Perdebatan teori tersebut berkembang sampai abad XVIII, di mana penyelidikan
Galilleo Galilie dan John Kepler menyatakan pembenaran pada teori Heliosentris.
Walaupun John Kepler juga berbeda dengan Copernicus dalam hal lintasan planet
mengelilingi matahari, di mana menurut Copernicus berbentuk bulat sedangkan
menurut John Kepler berbentuk ellips
(bulat telur).[20]
Kemudian pada tahun-tahun berikutnya banyak ditemukan temuan-temuan seputar
kosmografi.[21]
Namun dalam wacana
historisitas ilmu falak, bahwa tokoh
yang pertama kali melakukan kritik tajam terhadap teori geosentris adalah
al-Biruni dengan asumsi tidak masuk akal karena langit yang begitu besar dan
luas dengan bintang-bintannya dinyatakan mengelilingi bumi sebagai pusat tata
surya.[22]
Dari temuan ini dapat diambil kesimpulan bahwa al-Birunilah peletak dasar teori
Heliosentris.
Fenomena di atas
menimbulkan perselisihan di kalangan
para peneliti modern tentang sejarah ilmu pengetahuan. Mereka berselisih
pendapat tentang orisinalitas kontribusi dan peranan orang-orang Islam.
Bertrand Russel, sebagaimana dikutip Nurcholis Madjid misalnya, cenderung
meremehkan tingkat orisinalitas kontribusi Islam di bidang filsafat, namun
tetap mengisyaratkan adanya tingkat orisinalitas yang tinggi di bidang
matematika[23],
termasuk di dalamnya astronomi.
Kembali pada temuan
Ulugh Beik (1344-1449) yang berupa jadwal Ulugh Beik, pada tahun 1650 M
diterjemahkan dalam bahasa Inggris oleh J. Greaves dan Thyde, dan oleh Saddilet
disalin dalam bahasa Prancis. Kemudian Simon New Comb (1835-1909 M)[24]

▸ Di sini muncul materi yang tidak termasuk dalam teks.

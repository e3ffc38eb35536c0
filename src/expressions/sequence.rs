use tracing::trace;
use uuid::Uuid;

use crate::expression::{check_children, prepare_children, ActionExpression, Expression};
use crate::types::{EvalError, ExecutionState, MetadataState, ViolationList};

/// Runs a list of actions in configured order.
///
/// The first failing action aborts the sequence; later actions do not
/// run. Introduces no variables of its own.
#[derive(Debug)]
pub struct ActionSequence {
    actions: Vec<Box<dyn ActionExpression>>,
    uuid: Uuid,
}

impl ActionSequence {
    #[must_use]
    pub fn new() -> Self {
        Self {
            actions: Vec::new(),
            uuid: Uuid::new_v4(),
        }
    }

    /// Append a child action.
    #[must_use]
    pub fn action(mut self, action: impl ActionExpression + 'static) -> Self {
        self.actions.push(Box::new(action));
        self
    }

    #[must_use]
    pub fn is_empty(&self) -> bool {
        self.actions.is_empty()
    }
}

impl Expression for ActionSequence {
    fn id(&self) -> &'static str {
        "action_sequence"
    }

    fn label(&self) -> &'static str {
        "Action sequence"
    }

    fn uuid(&self) -> Uuid {
        self.uuid
    }

    fn check_integrity(&self, metadata: &mut MetadataState) -> ViolationList {
        check_children(&self.actions, metadata)
    }

    fn prepare_metadata(&self, metadata: &mut MetadataState, until: Option<Uuid>) -> bool {
        if let Some(target) = until {
            if target == self.uuid {
                return true;
            }
        }
        prepare_children(&self.actions, metadata, until)
    }
}

impl ActionExpression for ActionSequence {
    fn execute(&self, state: &mut ExecutionState) -> Result<(), EvalError> {
        trace!(actions = self.actions.len(), "executing action sequence");
        for action in &self.actions {
            action.execute(state)?;
        }
        Ok(())
    }
}
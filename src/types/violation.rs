use std::fmt;

use uuid::Uuid;

/// A single integrity problem found in an expression tree, tied to the
/// expression that caused it.
#[derive(Debug, Clone, PartialEq, Eq)]
#[cfg_attr(feature = "serde", derive(serde::Serialize, serde::Deserialize))]
pub struct Violation {
    message: String,
    uuid: Uuid,
}

impl Violation {
    #[must_use]
    pub fn new(message: impl Into<String>, uuid: Uuid) -> Self {
        Self {
            message: message.into(),
            uuid,
        }
    }

    #[must_use]
    pub fn message(&self) -> &str {
        &self.message
    }

    /// Uuid of the expression the violation belongs to.
    #[must_use]
    pub fn uuid(&self) -> Uuid {
        self.uuid
    }
}

/// Accumulated result of an integrity check. An empty list means the
/// tree is safe to execute.
#[derive(Debug, Clone, Default, PartialEq, Eq)]
#[cfg_attr(feature = "serde", derive(serde::Serialize, serde::Deserialize))]
pub struct ViolationList {
    violations: Vec<Violation>,
}

impl ViolationList {
    #[must_use]
    pub fn new() -> Self {
        Self::default()
    }

    pub fn add_with_message(&mut self, message: impl Into<String>, uuid: Uuid) {
        self.violations.push(Violation::new(message, uuid));
    }

    /// Append all violations from another list.
    pub fn merge(&mut self, other: ViolationList) {
        self.violations.extend(other.violations);
    }

    #[must_use]
    pub fn is_empty(&self) -> bool {
        self.violations.is_empty()
    }

    #[must_use]
    pub fn len(&self) -> usize {
        self.violations.len()
    }

    #[must_use]
    pub fn first(&self) -> Option<&Violation> {
        self.violations.first()
    }

    pub fn iter(&self) -> std::slice::Iter<'_, Violation> {
        self.violations.iter()
    }
}

impl IntoIterator for ViolationList {
    type Item = Violation;
    type IntoIter = std::vec::IntoIter<Violation>;

    fn into_iter(self) -> Self::IntoIter {
        self.violations.into_iter()
    }
}

impl<'a> IntoIterator for &'a ViolationList {
    type Item = &'a Violation;
    type IntoIter = std::slice::Iter<'a, Violation>;

    fn into_iter(self) -> Self::IntoIter {
        self.violations.iter()
    }
}

impl fmt::Display for ViolationList {
    fn fmt(&self, f: &mut fmt::Formatter<'_>) -> fmt::Result {
        for (i, violation) in self.violations.iter().enumerate() {
            if i > 0 {
                writeln!(f)?;
            }
            write!(f, "{}", violation.message())?;
        }
        Ok(())
    }
}
use ruletree::{
    ActionExpression, AndGroup, AssignVariable, CompareOp, Comparison, ConditionExpression,
    ExecutionState, Loop, Value,
};

fn main() {
    // Gate: the user must be an adult with an active account.
    let gate = AndGroup::new()
        .condition(Comparison::new("user.age", CompareOp::Gte, 18_i64))
        .condition(Comparison::new("user.status", CompareOp::Eq, "active"));

    // Body: walk the user's orders, remembering the last order id seen.
    let body = Loop::over("user.orders")
        .item_name("order")
        .action(AssignVariable::new("last_order_id", "order.id"));

    let order = |id: &str| {
        Value::Map(
            [("id".to_owned(), Value::from(id))]
                .into_iter()
                .collect(),
        )
    };
    let user = Value::Map(
        [
            ("age".to_owned(), Value::Int(34)),
            ("status".to_owned(), Value::from("active")),
            (
                "orders".to_owned(),
                Value::List(vec![order("ord-1"), order("ord-2"), order("ord-3")]),
            ),
        ]
        .into_iter()
        .collect(),
    );

    let mut state = ExecutionState::new().with_variable("user", user);

    let fired = gate.evaluate(&mut state).expect("conditions should evaluate");
    println!("conditions passed: {fired}");

    if fired {
        body.execute(&mut state).expect("loop should execute");
        let last = state
            .get_variable("last_order_id")
            .expect("assigned inside the loop");
        println!("last order id: {last}");
        println!(
            "loop item still in scope: {}",
            state.has_variable("order")
        );
    }
}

berhasil membuat jadwal astronomi baru ketika beliau berkantor di Nautical Al
Manac Amerika (1857-1861), sehingga jadwalnya sampai sekarang terkenal dengan
nama Almanac Nautica.
Kedua jadwal itulah
yang selama ini mewarnai tipologi ilmu falak di Indonesia. Dimana tipologi ilmu
falak klasik diwakili oleh kitab Sullamun Nayyirain sebagaimana diakui sendiri
oleh Mansur al-Batawi dalam kitabnya, bahwa jadwal yang dipakai adalah
bersumber pada data Ulugh Beik.[25]
Sedangkan tipologi hisab modern, sebagaimana yang berkembang dalam wacana ilmu
falak dan tehnik hisab, bahwa Almanac Nautica, diklasifikasikan dalam
tipologi hisab (hakiki) kontemporer.[26]
2. Sejarah Indonesia
Dalam lintasan
sejarah, selama pertengahan pertama abad ke dua puluh, peringkat kajian Islam
yang paling tinggi hanya dapat dicapai di Makkah, yang kemudian diganti di
Kairo.[27]
Sehingga kajian Islam termasuk kajian
ilmu falak tidak dapat lepas dari adanya “jaringan ulama” (meminjam
istilah Azyumardi Azra) Makkah (Jazirah Arab). Ini terbukti adanya “jaringan
ulama” yang dilakukan oleh ulama-ulama ilmu falak Indonesia. Seperti
Muhammad Manshur al-Batawi, ternyata dalam lacakan sejarah kitab monumentalnya Sullamun Nayyirain adalah
hasil dari “rihlah ilmiyyah” yang beliau lakukan selama di Jazirah Arab.[28]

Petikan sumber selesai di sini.